Employee wellness programs catching on

A study shows that corporate programs to foster good health are spreading, but the ROI is difficult to calculate.

MIDDLETOWN, Ohio—Wellness programs are becoming increasingly popular among employers, but experts say it remains difficult to measure the return on investment for such offerings.

In 2012, half of all employers with at least 50 employees offered a wellness program, and nearly half of employers without a program said they plan to introduce one, according to RAND Health and its 2013 Workplace Wellness Programs Study.

“Everybody is dipping their toes into this,” said Dr. Derek van Amerongen, market medical officer for Humana in Ohio and chief wellness officer for HumanaVitality, a rewards-based wellness program.

The HumanaVitality program, opened to outside employers in 2012, now has 180,000 members in Ohio — and 3.7 million participants across the U.S.

There are two types of wellness programs — lifestyle management and disease management, according to RAND Health, a California-based nonprofit research institution.

Lifestyle management focuses on employees with health risks, such as smoking and poor eating habits. Disease management focuses on those already with chronic conditions and avoiding further complications, according to RAND Health.

“If an employer wants to improve employee health or productivity, an evidence-based lifestyle management program can achieve this goal,” according to RAND Health. “But employers who are seeking a healthy ROI on their programs should target employees who already have chronic diseases.”

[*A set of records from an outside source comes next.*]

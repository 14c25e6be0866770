//! Tolerant date parsing for meeting and task timestamps.
//!
//! The backend emits plain dates (`2024-01-10`), RFC 3339 timestamps and
//! MySQL-style `2024-01-10 14:30:00`. Timestamps with an offset are converted
//! into the user's timezone before taking the calendar date.

use chrono::{DateTime, Datelike, Duration, NaiveDate, NaiveDateTime};
use chrono_tz::Tz;

/// Parse a timestamp into a naive local datetime in `tz`.
///
/// Date-only inputs resolve to local midnight. Returns `None` for anything
/// unrecognized.
pub fn parse_local_datetime(raw: &str, tz: &Tz) -> Option<NaiveDateTime> {
    let raw = raw.trim();
    if raw.is_empty() {
        return None;
    }

    if let Ok(dt) = DateTime::parse_from_rfc3339(raw) {
        return Some(dt.with_timezone(tz).naive_local());
    }

    for fmt in ["%Y-%m-%d %H:%M:%S", "%Y-%m-%dT%H:%M:%S", "%Y-%m-%d %H:%M"] {
        if let Ok(dt) = NaiveDateTime::parse_from_str(raw, fmt) {
            return Some(dt);
        }
    }

    // Trailing fractional seconds or other suffixes: fall back to the date prefix.
    let date_part = raw.get(..10).unwrap_or(raw);
    NaiveDate::parse_from_str(date_part, "%Y-%m-%d")
        .ok()
        .and_then(|d| d.and_hms_opt(0, 0, 0))
}

/// Parse a timestamp into its calendar date in `tz`.
pub fn parse_local_date(raw: &str, tz: &Tz) -> Option<NaiveDate> {
    parse_local_datetime(raw, tz).map(|dt| dt.date())
}

/// Sunday on or before `date`.
pub fn week_start(date: NaiveDate) -> NaiveDate {
    let offset = date.weekday().num_days_from_sunday() as i64;
    date - Duration::days(offset)
}

/// The seven dates of the Sunday-aligned week starting at `start`.
pub fn week_days(start: NaiveDate) -> [NaiveDate; 7] {
    std::array::from_fn(|i| start + Duration::days(i as i64))
}

/// Today's date in `tz`.
pub fn today_in(tz: &Tz) -> NaiveDate {
    chrono::Utc::now().with_timezone(tz).date_naive()
}

#[cfg(test)]
mod tests {
    use super::*;
    use chrono::NaiveTime;

    fn d(y: i32, m: u32, day: u32) -> NaiveDate {
        NaiveDate::from_ymd_opt(y, m, day).unwrap()
    }

    #[test]
    fn test_parse_plain_date() {
        assert_eq!(parse_local_date("2024-01-10", &Tz::UTC), Some(d(2024, 1, 10)));
    }

    #[test]
    fn test_parse_mysql_datetime() {
        let dt = parse_local_datetime("2024-01-10 14:30:00", &Tz::UTC).unwrap();
        assert_eq!(dt.date(), d(2024, 1, 10));
        assert_eq!(dt.time(), NaiveTime::from_hms_opt(14, 30, 0).unwrap());
    }

    #[test]
    fn test_parse_rfc3339_shifts_into_timezone() {
        // 02:00 UTC on the 10th is still the 9th in New York.
        let tz: Tz = "America/New_York".parse().unwrap();
        assert_eq!(parse_local_date("2024-01-10T02:00:00Z", &tz), Some(d(2024, 1, 9)));
        assert_eq!(parse_local_date("2024-01-10T02:00:00Z", &Tz::UTC), Some(d(2024, 1, 10)));
    }

    #[test]
    fn test_parse_fractional_seconds_falls_back_to_date() {
        assert_eq!(
            parse_local_date("2024-01-10 14:30:00.123", &Tz::UTC),
            Some(d(2024, 1, 10))
        );
    }

    #[test]
    fn test_parse_garbage() {
        assert_eq!(parse_local_date("", &Tz::UTC), None);
        assert_eq!(parse_local_date("next tuesday", &Tz::UTC), None);
        assert_eq!(parse_local_date("2024-13-45", &Tz::UTC), None);
    }

    #[test]
    fn test_week_start_is_sunday() {
        // 2024-01-10 is a Wednesday.
        assert_eq!(week_start(d(2024, 1, 10)), d(2024, 1, 7));
        assert_eq!(week_start(d(2024, 1, 7)), d(2024, 1, 7));
        assert_eq!(week_start(d(2024, 1, 13)), d(2024, 1, 7));
        // Crosses a year boundary.
        assert_eq!(week_start(d(2024, 1, 2)), d(2023, 12, 31));
    }

    #[test]
    fn test_week_days() {
        let days = week_days(d(2024, 1, 7));
        assert_eq!(days[0], d(2024, 1, 7));
        assert_eq!(days[6], d(2024, 1, 13));
    }
}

The Metalworking Group, a metal manufacturer in Fairfield and Colerain Twp., is completing its third year using the HumanaVitality wellness program, said Doug Watts, the company’s vice president and chief financial officer.

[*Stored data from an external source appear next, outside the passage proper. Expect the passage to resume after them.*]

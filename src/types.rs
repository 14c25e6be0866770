//! Entity records as the backend serves them.
//!
//! These are consumed, not owned: the core reads them, derives aggregates and
//! hands them back to the data client untouched. Meeting list fields arrive as
//! JSON-encoded text and are decoded through [`crate::decode`].

use serde::{Deserialize, Serialize};

use crate::decode::decode_list;

/// Where a meeting record came from.
#[derive(Debug, Clone, Copy, PartialEq, Eq, Hash, Serialize, Deserialize, Default)]
#[serde(rename_all = "lowercase")]
pub enum SourceType {
    Plaud,
    Fathom,
    Manual,
    Calendar,
    #[default]
    #[serde(other)]
    Other,
}

impl SourceType {
    pub fn as_str(&self) -> &'static str {
        match self {
            SourceType::Plaud => "plaud",
            SourceType::Fathom => "fathom",
            SourceType::Manual => "manual",
            SourceType::Calendar => "calendar",
            SourceType::Other => "other",
        }
    }
}

/// A meeting with its AI-generated intelligence.
#[derive(Debug, Clone, Default, Serialize, Deserialize)]
#[serde(rename_all = "camelCase")]
pub struct Meeting {
    pub id: String,
    #[serde(default)]
    pub title: String,
    pub meeting_date: String,
    #[serde(default)]
    pub source_type: SourceType,
    #[serde(default, skip_serializing_if = "Option::is_none")]
    pub participants: Option<String>,
    #[serde(default, skip_serializing_if = "Option::is_none")]
    pub organizations: Option<String>,
    #[serde(default, skip_serializing_if = "Option::is_none")]
    pub jurisdictions: Option<String>,
    #[serde(default, skip_serializing_if = "Option::is_none")]
    pub sectors: Option<String>,
    #[serde(default, skip_serializing_if = "Option::is_none")]
    pub highlights: Option<String>,
    #[serde(default, skip_serializing_if = "Option::is_none")]
    pub opportunities: Option<String>,
    #[serde(default, skip_serializing_if = "Option::is_none")]
    pub risks: Option<String>,
    #[serde(default, skip_serializing_if = "Option::is_none")]
    pub key_quotes: Option<String>,
    #[serde(default)]
    pub executive_summary: String,
    #[serde(default, skip_serializing_if = "Option::is_none")]
    pub transcript: Option<String>,
}

impl Meeting {
    pub fn participants(&self) -> Vec<String> {
        decode_list(self.participants.as_deref())
    }

    pub fn organizations(&self) -> Vec<String> {
        decode_list(self.organizations.as_deref())
    }

    pub fn jurisdictions(&self) -> Vec<String> {
        decode_list(self.jurisdictions.as_deref())
    }

    pub fn sectors(&self) -> Vec<String> {
        decode_list(self.sectors.as_deref())
    }

    pub fn highlights(&self) -> Vec<String> {
        decode_list(self.highlights.as_deref())
    }

    pub fn opportunities(&self) -> Vec<String> {
        decode_list(self.opportunities.as_deref())
    }

    pub fn risks(&self) -> Vec<String> {
        decode_list(self.risks.as_deref())
    }

    pub fn key_quotes(&self) -> Vec<String> {
        decode_list(self.key_quotes.as_deref())
    }
}

/// Task lifecycle status.
#[derive(Debug, Clone, Copy, PartialEq, Eq, Hash, Serialize, Deserialize, Default)]
#[serde(rename_all = "snake_case")]
pub enum TaskStatus {
    #[default]
    Open,
    InProgress,
    Completed,
}

/// Task priority. Ordered so that `High` sorts last; views reverse as needed.
#[derive(
    Debug, Clone, Copy, PartialEq, Eq, PartialOrd, Ord, Hash, Serialize, Deserialize, Default,
)]
#[serde(rename_all = "lowercase")]
pub enum TaskPriority {
    Low,
    #[default]
    Medium,
    High,
}

#[derive(Debug, Clone, Default, Serialize, Deserialize)]
#[serde(rename_all = "camelCase")]
pub struct Task {
    pub id: String,
    pub title: String,
    #[serde(default)]
    pub status: TaskStatus,
    #[serde(default)]
    pub priority: TaskPriority,
    #[serde(default, skip_serializing_if = "Option::is_none")]
    pub due_date: Option<String>,
    #[serde(default, skip_serializing_if = "Option::is_none")]
    pub category: Option<String>,
    #[serde(default, skip_serializing_if = "Option::is_none")]
    pub assignee: Option<String>,
    /// Meeting this task was extracted from, if any.
    #[serde(default, skip_serializing_if = "Option::is_none")]
    pub meeting_id: Option<String>,
    pub created_at: String,
    #[serde(default, skip_serializing_if = "Option::is_none")]
    pub completed_at: Option<String>,
}

/// A contact the user already knows; feeds people-directory enrichment.
#[derive(Debug, Clone, Default, Serialize, Deserialize)]
#[serde(rename_all = "camelCase")]
pub struct KnownContact {
    pub name: String,
    #[serde(default, skip_serializing_if = "Option::is_none")]
    pub email: Option<String>,
    #[serde(default, skip_serializing_if = "Option::is_none")]
    pub organization: Option<String>,
}

#[derive(Debug, Clone, Default, Serialize, Deserialize)]
#[serde(rename_all = "camelCase")]
pub struct Company {
    pub id: String,
    pub name: String,
    #[serde(default, skip_serializing_if = "Option::is_none")]
    pub domain: Option<String>,
    #[serde(default, skip_serializing_if = "Option::is_none")]
    pub sector: Option<String>,
    #[serde(default, skip_serializing_if = "Option::is_none")]
    pub jurisdiction: Option<String>,
    #[serde(default, skip_serializing_if = "Option::is_none")]
    pub owner: Option<String>,
    #[serde(default)]
    pub status: String,
    #[serde(default, skip_serializing_if = "Option::is_none")]
    pub notes: Option<String>,
}

#[derive(Debug, Clone, Default, Serialize, Deserialize)]
#[serde(rename_all = "camelCase")]
pub struct Contact {
    pub id: String,
    pub name: String,
    #[serde(default, skip_serializing_if = "Option::is_none")]
    pub email: Option<String>,
    #[serde(default, skip_serializing_if = "Option::is_none")]
    pub phone: Option<String>,
    #[serde(default, skip_serializing_if = "Option::is_none")]
    pub organization: Option<String>,
    #[serde(default, skip_serializing_if = "Option::is_none")]
    pub company_id: Option<String>,
    #[serde(default, skip_serializing_if = "Option::is_none")]
    pub title: Option<String>,
    #[serde(default, skip_serializing_if = "Option::is_none")]
    pub owner: Option<String>,
}

impl From<&Contact> for KnownContact {
    fn from(contact: &Contact) -> Self {
        KnownContact {
            name: contact.name.clone(),
            email: contact.email.clone(),
            organization: contact.organization.clone(),
        }
    }
}

#[derive(Debug, Clone, Default, Serialize, Deserialize)]
#[serde(rename_all = "camelCase")]
pub struct Employee {
    pub id: String,
    pub first_name: String,
    pub last_name: String,
    #[serde(default, skip_serializing_if = "Option::is_none")]
    pub email: Option<String>,
    #[serde(default, skip_serializing_if = "Option::is_none")]
    pub department: Option<String>,
    #[serde(default, skip_serializing_if = "Option::is_none")]
    pub job_title: Option<String>,
    #[serde(default)]
    pub status: String,
    #[serde(default, skip_serializing_if = "Option::is_none")]
    pub hire_date: Option<String>,
}

#[derive(Debug, Clone, Default, Serialize, Deserialize)]
#[serde(rename_all = "camelCase")]
pub struct PayrollRecord {
    pub id: String,
    pub employee_id: String,
    pub pay_period_start: String,
    pub pay_period_end: String,
    /// Amounts are carried in minor units (cents).
    pub gross_amount: i64,
    pub net_amount: i64,
    #[serde(default)]
    pub status: String,
    #[serde(default, skip_serializing_if = "Option::is_none")]
    pub approved_by: Option<String>,
}

#[derive(Debug, Clone, Default, Serialize, Deserialize)]
#[serde(rename_all = "camelCase")]
pub struct Document {
    pub id: String,
    pub title: String,
    #[serde(default, skip_serializing_if = "Option::is_none")]
    pub employee_id: Option<String>,
    #[serde(default, skip_serializing_if = "Option::is_none")]
    pub document_type: Option<String>,
    #[serde(default, skip_serializing_if = "Option::is_none")]
    pub file_url: Option<String>,
    #[serde(default)]
    pub status: String,
    #[serde(default, skip_serializing_if = "Option::is_none")]
    pub owner: Option<String>,
    #[serde(default)]
    pub created_at: String,
}

#[cfg(test)]
mod tests {
    use super::*;

    #[test]
    fn test_meeting_deserializes_from_backend_shape() {
        let raw = r#"{
            "id": "m1",
            "title": "Acme intro",
            "meetingDate": "2024-01-10",
            "sourceType": "plaud",
            "participants": "[\"Alice\", \"Bob\"]",
            "organizations": "not json",
            "executiveSummary": "Kickoff"
        }"#;
        let meeting: Meeting = serde_json::from_str(raw).unwrap();
        assert_eq!(meeting.source_type, SourceType::Plaud);
        assert_eq!(meeting.participants(), vec!["Alice", "Bob"]);
        assert!(meeting.organizations().is_empty());
        assert!(meeting.jurisdictions().is_empty());
    }

    #[test]
    fn test_unknown_source_type_is_other() {
        let raw = r#"{"id": "m1", "meetingDate": "2024-01-10", "sourceType": "zoom"}"#;
        let meeting: Meeting = serde_json::from_str(raw).unwrap();
        assert_eq!(meeting.source_type, SourceType::Other);
    }

    #[test]
    fn test_task_status_snake_case() {
        let raw = r#"{"id": "t1", "title": "Follow up", "status": "in_progress", "createdAt": "2024-01-10"}"#;
        let task: Task = serde_json::from_str(raw).unwrap();
        assert_eq!(task.status, TaskStatus::InProgress);
        assert_eq!(task.priority, TaskPriority::Medium);
    }
}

The privately-held company of about 190 employees moved to self-funded insurance a few years ago after the cost of health insurance kept rising every year. After payroll and metal, health care is the company’s third-largest expense at about $800,000 a year.

“We got into that mode of go to the market every year (for insurance), and the prices just go up,” Watts said. “Before, I felt like I had no control. Now, I feel like we’re totally in control.”

Watts said the company has a 90 percent participation rate in the program. He said at least three cases of undiagnosed diabetes have been caught.